When you perform a `deleteMin()` operation in a min-max heap, you
remove the root and replace it with the last item. This part is just
like an ordinary binary heap. The next step is to "trickle down" the
min-heap levels (the even levels). Again this part is also very similar
to the trickling down procedure in a binary heap, with the exception
that you have to consider the values stored in four grandchildren rather
than two children.

One difference in a min max heap is that you have to be careful about when you stop tricking down. Considering the example in Figure 1 below. We remove 18 at the root and replace it with 92. The four grandchildren to consider are 39, 27, 29 and 38. Since 27, the smallest of the grandchildren, is smaller than 92, we swap the two and arrive at Figure 2.

Fig. 1: original min-max heap before `deleteMin()`

Now consider Figure 2 below. The 92 cannot stay where it is, but you cannot determine this by looking at its grandchildren. This is a special case where the right child is a leaf and the left child is not. The minimum item in the right subtree is actually 28 — a child of 92, rather than a grandchild.
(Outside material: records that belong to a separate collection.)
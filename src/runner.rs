//! The interactive loop: draws [`App`], feeds it messages and carries out
//! the effects it asks for.

use std::path::PathBuf;
use std::sync::Arc;

use anyhow::Result;
use tokio::sync::mpsc;
use tracing::{info, warn};

use crate::app::{App, Effect, Msg};
use crate::clipboard;
use crate::config::Config;
use crate::event::Event;
use crate::extract::{self, Extractor, ImageSource};
use crate::keys;
use crate::prefs;
use crate::storage::KvStore;
use crate::template;
use crate::tui::{self, EventHandler, Tui};
use crate::views::{self, style::Chrome};

const TICK_RATE_MS: u64 = 100;

struct Runtime<'a> {
    store: &'a dyn KvStore,
    extractor: Arc<dyn Extractor>,
    tx: mpsc::UnboundedSender<Event>,
}

impl Runtime<'_> {
    fn dispatch(&self, app: App, msg: Msg) -> App {
        let (mut app, effects) = app.update(msg);
        for effect in effects {
            app = self.perform(app, effect);
        }
        app
    }

    fn perform(&self, app: App, effect: Effect) -> App {
        match effect {
            Effect::ReadClipboard => match clipboard::read_image() {
                Ok(source) => self.start_extraction(app, source),
                Err(e) => {
                    warn!(error = %e, "paste failed");
                    self.dispatch(app, Msg::InputError(e.to_string()))
                }
            },
            Effect::SavePreference(pref) => match prefs::save(self.store, &pref) {
                Ok(()) => app,
                Err(e) => {
                    warn!(error = %e, "failed to save preference");
                    self.dispatch(app, Msg::Status(format!("Failed to save preference: {e}")))
                }
            },
            Effect::SaveTemplate(text) => match template::save(self.store, &text) {
                Ok(()) => app,
                Err(e) => {
                    warn!(error = %e, "failed to save template");
                    self.dispatch(app, Msg::Status(format!("Failed to save template: {e}")))
                }
            },
            Effect::CopyToClipboard { text, label } => match clipboard::write_text(&text) {
                Ok(()) => self.dispatch(app, Msg::Status(format!("Copied {label}"))),
                Err(e) => {
                    warn!(error = %e, "copy failed");
                    self.dispatch(app, Msg::Status(format!("{e:#}")))
                }
            },
        }
    }

    /// Kick off a background extraction. Results come back as
    /// [`Event::Extracted`]; an earlier extraction still in flight is left
    /// to finish and whichever resolves last is what the user sees.
    fn start_extraction(&self, app: App, source: ImageSource) -> App {
        let label = source.label();
        info!(image = %label, "starting extraction");
        let app = self.dispatch(app, Msg::ExtractionStarted(label.clone()));

        let extractor = Arc::clone(&self.extractor);
        let tx = self.tx.clone();
        tokio::spawn(async move {
            let result = extract::extract(extractor, source)
                .await
                .map_err(|e| e.to_string());
            if let Err(e) = &result {
                warn!(image = %label, error = %e, "extraction failed");
            }
            // The receiver only disappears when the UI is shutting down.
            let _ = tx.send(Event::Extracted { label, result });
        });
        app
    }
}

pub async fn run(store: &dyn KvStore, config: &Config, image: Option<PathBuf>) -> Result<()> {
    // Probe the terminal before raw mode takes over stdin.
    let chrome = Chrome::for_theme(config.ui_theme);
    let app = App::new(prefs::load(store), template::load(store), chrome);

    let mut terminal = tui::init()?;
    let result = event_loop(&mut terminal, store, config, app, image).await;
    tui::restore()?;
    result
}

async fn event_loop(
    terminal: &mut Tui,
    store: &dyn KvStore,
    config: &Config,
    mut app: App,
    image: Option<PathBuf>,
) -> Result<()> {
    let mut events = EventHandler::new(TICK_RATE_MS);
    let runtime = Runtime {
        store,
        extractor: Arc::new(config.extractor()),
        tx: events.sender(),
    };

    if let Some(path) = image {
        app = runtime.start_extraction(app, ImageSource::Path(path));
    }

    loop {
        terminal.draw(|frame| views::render(frame, &app))?;

        app = match events.next().await? {
            Event::Key(key) => match keys::handle_key(key, &app) {
                Some(msg) => runtime.dispatch(app, msg),
                None => app,
            },
            Event::Tick => runtime.dispatch(app, Msg::Tick),
            // Terminal handles resize automatically
            Event::Resize => app,
            Event::Extracted { label, result } => {
                runtime.dispatch(app, Msg::ExtractionFinished { label, result })
            }
        };

        if app.should_quit {
            break;
        }
    }

    Ok(())
}
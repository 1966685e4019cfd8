//! Key bindings.

use crossterm::event::{KeyCode, KeyEvent, KeyModifiers};

use crate::app::{App, Mode, Msg};
use crate::select::ThemeRole;

/// Bindings shown in the help overlay, as (keys, description).
pub const BROWSE_HELP: &[(&str, &str)] = &[
    ("p / ctrl-v", "paste image from clipboard"),
    ("j/k ↓/↑", "move selection"),
    ("g/G", "first / last swatch"),
    ("l", "use swatch for LightOne"),
    ("d", "use swatch for DarkOne"),
    ("c / y", "copy result"),
    ("x", "copy swatch hex"),
    ("R", "copy swatch rgb"),
    ("e", "edit template"),
    ("T", "reset template"),
    ("r", "reset image"),
    ("? / F1", "toggle help"),
    ("q / esc", "quit"),
];

pub const EDIT_HELP: &[(&str, &str)] = &[
    ("type", "insert text"),
    ("enter", "new line"),
    ("backspace", "delete last character"),
    ("esc / ctrl-s", "save and stop editing"),
    ("F1", "toggle help"),
];

pub fn handle_key(key: KeyEvent, app: &App) -> Option<Msg> {
    match app.mode {
        Mode::Browse => browse_key(key, app),
        Mode::EditTemplate => edit_key(key, app),
    }
}

fn browse_key(key: KeyEvent, app: &App) -> Option<Msg> {
    let ctrl = key.modifiers.contains(KeyModifiers::CONTROL);
    if app.help_overlay {
        return match key.code {
            KeyCode::Char('?' | 'q') | KeyCode::Esc | KeyCode::F(1) => Some(Msg::ToggleHelp),
            _ => None,
        };
    }
    match key.code {
        KeyCode::Char('c') if ctrl => Some(Msg::Quit),
        KeyCode::Char('v') if ctrl => Some(Msg::Paste),
        KeyCode::Char('q') | KeyCode::Esc => Some(Msg::Quit),
        KeyCode::Char('p') => Some(Msg::Paste),
        KeyCode::Char('j') | KeyCode::Down => Some(Msg::SelectNext),
        KeyCode::Char('k') | KeyCode::Up => Some(Msg::SelectPrev),
        KeyCode::Char('g') | KeyCode::Home => Some(Msg::SelectFirst),
        KeyCode::Char('G') | KeyCode::End => Some(Msg::SelectLast),
        KeyCode::Char('l') => Some(Msg::Assign(ThemeRole::Light)),
        KeyCode::Char('d') => Some(Msg::Assign(ThemeRole::Dark)),
        KeyCode::Char('c' | 'y') => Some(Msg::Copy),
        KeyCode::Char('x') => Some(Msg::CopyHex),
        KeyCode::Char('R') => Some(Msg::CopyRgb),
        KeyCode::Char('e') => Some(Msg::EditTemplate),
        KeyCode::Char('T') => Some(Msg::ResetTemplate),
        KeyCode::Char('r') => Some(Msg::Reset),
        KeyCode::Char('?') | KeyCode::F(1) => Some(Msg::ToggleHelp),
        _ => None,
    }
}

fn edit_key(key: KeyEvent, app: &App) -> Option<Msg> {
    let ctrl = key.modifiers.contains(KeyModifiers::CONTROL);
    if app.help_overlay {
        return match key.code {
            KeyCode::Esc | KeyCode::F(1) => Some(Msg::ToggleHelp),
            _ => None,
        };
    }
    match key.code {
        KeyCode::F(1) => Some(Msg::ToggleHelp),
        KeyCode::Esc => Some(Msg::FinishEdit),
        KeyCode::Char('s') if ctrl => Some(Msg::FinishEdit),
        KeyCode::Enter => Some(Msg::TemplateNewline),
        KeyCode::Backspace => Some(Msg::TemplateBackspace),
        KeyCode::Tab => Some(Msg::TemplateInput('\t')),
        KeyCode::Char(c) if !ctrl => Some(Msg::TemplateInput(c)),
        _ => None,
    }
}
Fig. 2: Trickling down, but not quite done.

After swapping 92 and 28, we are finally done (Figure 3). Note that there is no possibility that 92 has to bounce further up the tree. That 95 is bigger than 92 is not a coincidence — 95 was originally the great-grandfather of 92 at an odd level. Also, we would not even have to consider this special case, if 92 did not trickle down to the same subtree from which it was removed.

Fig. 3: Now we're done.

Another scenario might occur when we stop trickling down in case 4.
In Figures 4–8, we perform a `deleteMin()` operation.
We remove 18 and replace it with 48. Once again we stop trickling down
before hitting bottom because the node in question has fewer than 3
grandchildren (Figure 5).

Fig. 4: Original min-max heap.

Fig. 5: After `deleteMin()` and trickling down stops.

This time 48 is swapped with a grandchild, 31. (Figure 6.)
To complete the `deleteMin()` we still have to
check whether 48 is smaller than its parent 35. It isn't
so we swap 48 and 35. (This is what we would usually do
in a `deleteMin()` operation and trickling down hits
the last level.) After that we are done, since 48 is less than its
grandparent 95.

Fig. 6: This time we swap with the smallest grandchild, but we're still not done because 48 is bigger than 35.

Fig. 7: We swap 48 with 35 and then we're done.